§ **What to produce**:
From the first line through the line containing "them as bytes", transcribe the records exactly and include no other lines.
*** Opening of Given records ***
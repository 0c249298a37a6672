// SPDX-License-Identifier: EUPL-1.2-or-later
// Copyright © 2026-present ARI Contributors

//! Shim IPCPs (§4.5): the lower layer that does not enrol, translating
//! between the generic kernel control-channel protocol ([`crate::kernel`])
//! and a non-RINA transport. Both shims implement one [`Shim`] trait so
//! the event loop can address either polymorphically — the teacher's
//! `inter_ipcp_fal.rs` references an `Arc<dyn Shim>` seam without ever
//! defining it; this module defines it for real.

pub mod hv;
pub mod udp4;

use tokio::sync::mpsc;

use crate::error::ShimError;
use crate::kernel::KernelMessage;
use crate::name::Name;

/// The up-call half of the kernel control channel (§6) for a shim running
/// as its own background task. Down-calls go straight through the
/// [`Shim`] trait's async methods — in-process, there is no need to frame
/// them as bytes — but up-calls (`FaReqArrived`, `SduRecv`,
/// `FlowDeallocated`, ...) are unsolicited, so the event loop receives
/// them off this channel rather than as a return value. The byte-framed
/// encoding in [`crate::kernel`] stays available for anything that does
/// need a real cross-process boundary (the control socket reuses it);
/// the shims in this module just push `KernelMessage` values directly.
pub struct ShimChannel {
    pub from_shim: mpsc::Receiver<KernelMessage>,
}

/// Common behaviour of a shim IPCP (§4.5 AMBIENT note): resolve or accept
/// peers, move flow-allocation up/down-calls, and reduce to the same
/// `KernelMessage` vocabulary the rest of the control plane already
/// speaks regardless of whether the foreign transport is UDP or a
/// hypervisor channel. Native `async fn` in this trait (stable since
/// Rust 1.75) is enough here — nothing needs `dyn Shim`, since the event
/// loop holds one concrete shim per IPCP chosen at startup by
/// `config::ShimKind`.
pub trait Shim: Send + Sync {
    /// Human-readable name of this shim instance, used as a lower-DIF name
    /// in `NeighborCandidate.lower_difs` / RIB bookkeeping.
    fn dif_name(&self) -> &str;

    /// Registers a local application name so inbound implicit/explicit
    /// flow-allocation requests addressed to it are accepted.
    async fn register(&self, name: Name) -> Result<(), ShimError>;

    /// Unregisters a previously registered local name.
    async fn unregister(&self, name: &Name) -> Result<(), ShimError>;

    /// Initiates an outbound flow toward `dst_appl`, returning the local
    /// port-id once the foreign transport accepts the rendezvous.
    async fn allocate(&self, src_appl: &Name, dst_appl: &Name) -> Result<u32, ShimError>;

    /// Writes an SDU on an already-allocated port.
    async fn send(&self, port_id: u32, bytes: Vec<u8>) -> Result<(), ShimError>;

    /// Tears down a previously allocated port.
    async fn deallocate(&self, port_id: u32) -> Result<(), ShimError>;

    /// Resolves a pending inbound `FaReqArrived` for `port_id` one way or
    /// the other. The normal IPCP event loop (§4.1) calls this with
    /// `accept=true` for every inbound rendezvous addressed to its
    /// management AE, since a Neighbor is created lazily on first inbound
    /// management flow (§3 lifecycle) rather than gated by any policy
    /// this crate implements.
    async fn accept(&self, port_id: u32, accept: bool);
}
*** Close of Given records ***
§ **Output below**:
repository 0c249298a37a6672
// SPDX-License-Identifier: EUPL-1.2-or-later
// Copyright © 2026-present ARI Contributors

//! Shim IPCPs (§4.5): the lower layer that does not enrol, translating
//! between the generic kernel control-channel protocol ([`crate::kernel`])
//! and a non-RINA transport. Both shims implement one [`Shim`] trait so
//! the event loop can address either polymorphically — the teacher's
//! `inter_ipcp_fal.rs` references an `Arc<dyn Shim>` seam without ever
//! defining it; this module defines it for real.

pub mod hv;
pub mod udp4;

use tokio::sync::mpsc;

use crate::error::ShimError;
use crate::kernel::KernelMessage;
use crate::name::Name;

/// The up-call half of the kernel control channel (§6) for a shim running
/// as its own background task. Down-calls go straight through the
/// [`Shim`] trait's async methods — in-process, there is no need to frame
/// them as bytes — but up-calls (`FaReqArrived`, `SduRecv`,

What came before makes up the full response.